Маша вышла следом за Матвеем, и направленные в сторону парочки взгляды выразили понимание. Юдичев и вовсе ехидно улыбнулся уголком рта и взял в руки ремень с тележкой и статором, но вот на лице Арины появилась тень осуждения, по крайне мере так показалось Матвею.
Безмолвие прервал Лейгур.
— Полагаю, нам пора идти.
— Да, — согласился Матвей, — только сперва мне нужно проверить облака.
С воздуха сеялась мелкая изморось, и тонкими иголочками покалывала неприкрытые лица вышедших из здания театра.
Онегу, несмотря на раннее утро, до сих покрывала пелена сумерек, словно и не прошло целой ночи. Виной тому были облака, превратившиеся в единый серый сгусток и закрывшие собой солнце, не давая его теплу коснуться города. Однако Матвей, одетый в теплую куртку из тюленьей кожи и свитером под ними, почувствовал как ему становилось душно и тесно в теплой одежде. Плохой признак.
Он сел на корточки, взял пригоршню снега возле бордюра и сжал его в ладонях, ненароком вылепив нечто похожее на ракушку. Снег мокрый, хоть сейчас лепи плотные и крепкие снежки.
Времени до прихода теплого фронта становилось все меньше. Совсем скоро здесь будет почти так же тепло, как и месяц назад в Москве.

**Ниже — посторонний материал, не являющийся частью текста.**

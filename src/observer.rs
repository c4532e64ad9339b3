//! Diagnostic hooks invoked while gathering.
#![forbid(unsafe_code)]
#![deny(missing_docs)]
use crate::schema::{
    ClientList,
    ServerStats,
};
use tracing::debug;
use url::Url;

/// Receives the intermediate results of a gather cycle.
///
/// Every method defaults to doing nothing, so implementations only need to
/// override the hooks they care about.
pub trait Observer: Send + Sync {
    /// Called before each HTTP request.
    fn request(&self, _url: &Url) {}

    /// Called with the parsed server statistics document.
    fn server_stats(&self, _stats: &ServerStats) {}

    /// Called with the parsed client list of a mount.
    fn client_list(&self, _mount: &str, _clients: &ClientList) {}
}

/// Observer that ignores everything.
#[derive(Clone, Copy, Debug, Default)]
pub struct NoopObserver;

impl Observer for NoopObserver {}

/// Observer that dumps everything it sees at debug level.
#[derive(Clone, Copy, Debug, Default)]
pub struct TracingObserver;

impl Observer for TracingObserver {
    fn request(&self, url: &Url) {
        debug!("Requesting: {url}");
    }

    fn server_stats(&self, stats: &ServerStats) {
        debug!("Server stats: {stats:?}");
    }

    fn client_list(&self, mount: &str, clients: &ClientList) {
        debug!("Client list for {mount}: {clients:?}");
    }
}
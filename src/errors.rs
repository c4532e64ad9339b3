//! Error types returned by the collector and its components.
#![forbid(unsafe_code)]
#![deny(missing_docs)]
use reqwest::StatusCode;
use std::net::IpAddr;
use std::path::PathBuf;
use thiserror::Error;
use url::Url;

/// Errors raised while building or validating the configuration. These are
/// only ever returned during initialisation.
#[derive(Debug, Error)]
pub enum ConfigError {
    /// Returned when the configured base URL cannot be parsed as an absolute
    /// URL.
    #[error("url '{url}' is not a valid absolute URL")]
    InvalidUrl {
        /// The offending URL as configured.
        url:    String,
        /// The underlying parse failure.
        #[source]
        source: url::ParseError,
    },

    /// Returned when the base URL is absolute but cannot be used to resolve
    /// the admin endpoints.
    #[error("url '{0}' cannot be used as a base URL")]
    NotABase(String),

    /// Returned when the base URL uses a scheme other than http or https.
    #[error("url scheme '{0}' is not supported, use http or https")]
    UnsupportedScheme(String),

    /// Returned when the response timeout is zero.
    #[error("response_timeout must be greater than zero")]
    ZeroTimeout,

    /// Returned at initialisation when the configured geolocation database
    /// cannot be read or opened.
    #[error("geoip2_path does not point to a usable database")]
    GeoDatabase(#[source] GeoError),

    /// Returned when the configuration file could not be read.
    #[error("failed to read configuration file")]
    Io(#[from] std::io::Error),

    /// Returned when the configuration file is not valid YAML or contains
    /// unknown keys.
    #[error("failed to parse configuration file")]
    Yaml(#[from] serde_yaml::Error),
}

/// Errors raised while fetching a document from the Icecast admin interface.
#[derive(Debug, Error)]
pub enum FetchError {
    /// Returned when the HTTP client could not be constructed.
    #[error("failed to build HTTP client")]
    Client(#[source] reqwest::Error),

    /// Returned when a relative path cannot be resolved against the base
    /// URL.
    #[error("failed to resolve '{path}' against the base URL")]
    InvalidPath {
        /// The relative path that failed to resolve.
        path:   String,
        /// The underlying parse failure.
        #[source]
        source: url::ParseError,
    },

    /// Returned when the server answers with a non 2xx status.
    #[error("request to {url} failed with status {status}")]
    UpstreamStatus {
        /// The URL that was requested.
        url:    Url,
        /// The HTTP status returned by the server.
        status: StatusCode,
    },

    /// Returned on connection failures, timeouts and body read failures.
    #[error("request to {url} failed")]
    Unreachable {
        /// The URL that was requested.
        url:    Url,
        /// The underlying transport failure.
        #[source]
        source: reqwest::Error,
    },
}

/// Errors raised while parsing an Icecast XML document.
#[derive(Debug, Error)]
pub enum ParseError {
    /// Returned when the document is not well formed XML.
    #[error("malformed XML document")]
    Xml(#[from] quick_xml::Error),

    /// Returned when the document contains no root element at all.
    #[error("XML document has no root element")]
    MissingRoot,

    /// Returned when the root element is not the one we expect.
    #[error("unexpected root element <{found}>, expected <{expected}>")]
    UnexpectedRoot {
        /// The root element we were looking for.
        expected: &'static str,
        /// The root element that was found.
        found:    String,
    },

    /// Returned when the document structure does not match the expected
    /// shape, eg. a counter that isn't a number.
    #[error("XML document does not match the expected structure")]
    Document(#[from] quick_xml::DeError),
}

/// Errors raised by the geolocation resolver.
#[derive(Debug, Error)]
pub enum GeoError {
    /// Returned when the database file cannot be inspected.
    #[error("failed to stat geolocation database {}", path.display())]
    Stat {
        /// Path to the database file.
        path:   PathBuf,
        /// The underlying I/O failure.
        #[source]
        source: std::io::Error,
    },

    /// Returned when the database file cannot be opened or is not a valid
    /// database.
    #[error("failed to open geolocation database {}", path.display())]
    Open {
        /// Path to the database file.
        path:   PathBuf,
        /// The underlying database failure.
        #[source]
        source: maxminddb::MaxMindDBError,
    },

    /// Returned when a lookup is attempted without an open database.
    #[error("geolocation database is not open")]
    NotOpen,

    /// Returned when a listener IP address cannot be parsed.
    #[error("'{0}' is not a valid IP address")]
    InvalidAddress(String),

    /// Returned when the database holds no record for an address.
    #[error("no geolocation record for {0}")]
    NotFound(IpAddr),

    /// Returned when the database lookup itself fails.
    #[error("geolocation lookup for {ip} failed")]
    Lookup {
        /// The address that was looked up.
        ip:     IpAddr,
        /// The underlying database failure.
        #[source]
        source: maxminddb::MaxMindDBError,
    },
}

/// Top level error returned by `Collector::init` and `Collector::gather`.
#[derive(Debug, Error)]
pub enum CollectorError {
    /// Configuration was invalid.
    #[error(transparent)]
    Config(#[from] ConfigError),

    /// A request to the Icecast server failed.
    #[error(transparent)]
    Fetch(#[from] FetchError),

    /// A response from the Icecast server could not be parsed.
    #[error(transparent)]
    Parse(#[from] ParseError),

    /// The geolocation database could not be opened or queried.
    #[error(transparent)]
    Geo(#[from] GeoError),

    /// Writing gathered metrics failed.
    #[error("failed to write metrics")]
    Output(#[from] std::io::Error),
}
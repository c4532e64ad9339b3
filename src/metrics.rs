//! Derives metric records from parsed Icecast documents.
#![forbid(unsafe_code)]
#![deny(missing_docs)]
use crate::errors::GeoError;
use crate::geoip::GeoLookup;
use crate::schema::{
    ClientList,
    ServerStats,
    Source,
};
use chrono::DateTime;
use std::collections::BTreeMap;
use tracing::debug;

/// Measurement name of server wide records.
pub const SERVER_MEASUREMENT: &str   = "icecast_server";

/// Measurement name of per mount records.
pub const SOURCE_MEASUREMENT: &str   = "icecast_source";

/// Measurement name of per listener records.
pub const LISTENER_MEASUREMENT: &str = "icecast_listener";

// Icecast 2.4 writes the offset without a colon, which RFC 3339 rejects.
const ISO8601_BASIC_OFFSET: &str = "%Y-%m-%dT%H:%M:%S%z";

/// A field value.
#[derive(Clone, Copy, Debug, PartialEq)]
pub enum FieldValue {
    /// A signed integer.
    Integer(i64),

    /// A floating point number.
    Float(f64),
}

impl From<i64> for FieldValue {
    fn from(value: i64) -> Self {
        Self::Integer(value)
    }
}

impl From<f64> for FieldValue {
    fn from(value: f64) -> Self {
        Self::Float(value)
    }
}

/// Field name to value mapping of a record.
pub type Fields = BTreeMap<&'static str, FieldValue>;

/// Tag name to value mapping of a record.
pub type Tags = BTreeMap<&'static str, String>;

/// A single metric record.
#[derive(Clone, Debug, PartialEq)]
pub struct Metric {
    /// Measurement name, one of the `*_MEASUREMENT` constants.
    pub measurement: &'static str,

    /// Numeric values of the record.
    pub fields: Fields,

    /// Indexing and grouping values of the record.
    pub tags: Tags,
}

/// A sink for metric records.
pub trait Accumulator {
    /// Adds one record.
    fn add_fields(&mut self, measurement: &'static str, fields: Fields, tags: Tags);

    /// Adds a record built by one of the derivation functions.
    fn add_metric(&mut self, metric: Metric) {
        self.add_fields(metric.measurement, metric.fields, metric.tags);
    }
}

impl Accumulator for Vec<Metric> {
    fn add_fields(&mut self, measurement: &'static str, fields: Fields, tags: Tags) {
        self.push(Metric {
            measurement,
            fields,
            tags,
        });
    }
}

/// Converts an ISO-8601 timestamp to nanoseconds since the Unix epoch.
///
/// Unparseable timestamps yield 0 rather than an error.
pub fn iso8601_to_nanos(timestamp: &str) -> i64 {
    DateTime::parse_from_rfc3339(timestamp)
        .or_else(|_| DateTime::parse_from_str(timestamp, ISO8601_BASIC_OFFSET))
        .ok()
        .and_then(|t| t.timestamp_nanos_opt())
        .unwrap_or(0)
}

/// Returns the mount path without its leading slash, eg. `/live` becomes
/// `live`.
///
/// Mount paths always start with `/`, so the first byte is dropped without
/// looking at it.
pub fn mount_tag(mount: &str) -> &str {
    mount.get(1..).unwrap_or_default()
}

/// Builds the `icecast_server` record.
pub fn server_metric(stats: &ServerStats) -> Metric {
    debug!("Deriving server metrics");

    let tags = Tags::from([
        ("admin",     stats.admin.clone()),
        ("host",      stats.host.clone()),
        ("location",  stats.location.clone()),
        ("server_id", stats.server_id.clone()),
    ]);

    let fields = Fields::from([
        // Point in time
        ("clients",      stats.clients.into()),
        ("listeners",    stats.listeners.into()),
        ("sources",      stats.sources.into()),
        ("stats",        stats.stats.into()),
        ("server_start", iso8601_to_nanos(&stats.server_start_iso8601).into()),

        // Counters
        ("client_connections",        stats.client_connections.into()),
        ("file_connections",          stats.file_connections.into()),
        ("listener_connections",      stats.listener_connections.into()),
        ("source_client_connections", stats.source_client_connections.into()),
        ("source_relay_connections",  stats.source_relay_connections.into()),
        ("source_total_connections",  stats.source_total_connections.into()),
        ("stats_connections",         stats.stats_connections.into()),
    ]);

    Metric {
        measurement: SERVER_MEASUREMENT,
        fields,
        tags,
    }
}

/// Builds one `icecast_source` record per mount, in document order.
pub fn source_metrics(stats: &ServerStats) -> Vec<Metric> {
    debug!("Deriving source metrics for {} sources", stats.sources_list.len());

    stats.sources_list
        .iter()
        .map(|source| source_metric(&stats.host, source))
        .collect()
}

fn source_metric(host: &str, source: &Source) -> Metric {
    let tags = Tags::from([
        ("host",               host.to_string()),
        ("mount",              mount_tag(&source.mount).to_string()),
        ("genre",              source.genre.clone()),
        ("listen_url",         source.listen_url.clone()),
        ("server_name",        source.server_name.clone()),
        ("server_description", source.server_description.clone()),
        ("server_type",        source.server_type.clone()),
        ("server_url",         source.server_url.clone()),
        ("source_ip",          source.source_ip.clone()),
    ]);

    let fields = Fields::from([
        // Point in time
        ("listeners",      source.listeners.into()),
        ("listener_peak",  source.listener_peak.into()),
        ("slow_listeners", source.slow_listeners.into()),
        ("stream_start",   iso8601_to_nanos(&source.stream_start_iso8601).into()),

        // Counters
        ("total_bytes_read", source.total_bytes_read.into()),
        ("total_bytes_sent", source.total_bytes_sent.into()),
    ]);

    Metric {
        measurement: SOURCE_MEASUREMENT,
        fields,
        tags,
    }
}

/// Builds one `icecast_listener` record per connected client of `source`.
///
/// When `geo` is given every listener is geolocated and a failed lookup
/// fails the whole batch. Localized name tags are only added when a
/// `language` is given.
pub fn listener_metrics(
    host: &str,
    source: &Source,
    clients: &ClientList,
    geo: Option<&dyn GeoLookup>,
    language: Option<&str>,
) -> Result<Vec<Metric>, GeoError> {
    debug!("Deriving listener metrics for mount: {}", source.mount);

    let mount = mount_tag(&source.mount);
    let mut metrics = Vec::with_capacity(clients.source.listener.len());

    for listener in &clients.source.listener {
        let mut tags = Tags::from([
            ("host",       host.to_string()),
            ("mount",      mount.to_string()),
            ("ip",         listener.ip.clone()),
            ("user_agent", listener.user_agent.clone()),
        ]);

        // Counter
        let mut fields = Fields::from([
            ("connected", listener.connected.into()),
        ]);

        if let Some(geo) = geo {
            let location = geo.resolve(&listener.ip)?;

            tags.insert("continent_code", location.continent_code);
            tags.insert("country_code", location.country_code);
            tags.insert("postal_code", location.postal_code);

            if language.is_some() {
                tags.insert("continent_name", location.continent_name);
                tags.insert("country_name", location.country_name);
                tags.insert("city_name", location.city_name);
            }

            fields.insert("latitude", location.latitude.into());
            fields.insert("longitude", location.longitude.into());
        }

        metrics.push(Metric {
            measurement: LISTENER_MEASUREMENT,
            fields,
            tags,
        });
    }

    Ok(metrics)
}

— Матвей? — Маша коснулась его плеча.
Он бросил слепленную ракушку в сторону и обернулся к остальным.
— Надо идти, и на этот раз без таких длительных ночевок.
По группе прокатилось волнение.
Юдичев снял шапку, положил ее в карман и произнес:
— Шесть часов сна это по-твоему длительная ночевка?
— Жить хочешь? — без обиняков обратился к нему Матвей, одарив его строгим взглядом. Юдичев поджал губы, мялся, но так и не ответил. — Тогда будем идти без долгих остановок, столько, сколько сможем. На сон и отдых максимум два часа и в дорогу. Так мы окажемся на месте через дня два.
Взглянув в сторону Нади собиратель наполнился чувством вины, слишком глубоким для слов. Следующие несколько дней им предстоял изнуряющий и тяжелый путь, можно сказать марафон, который мог отразиться на ее здоровье и здоровье будущего ребенка, если уже не отразился, говоря о последнем утомительном и голодным месяцев, пережитый всеми ими с великим трудом.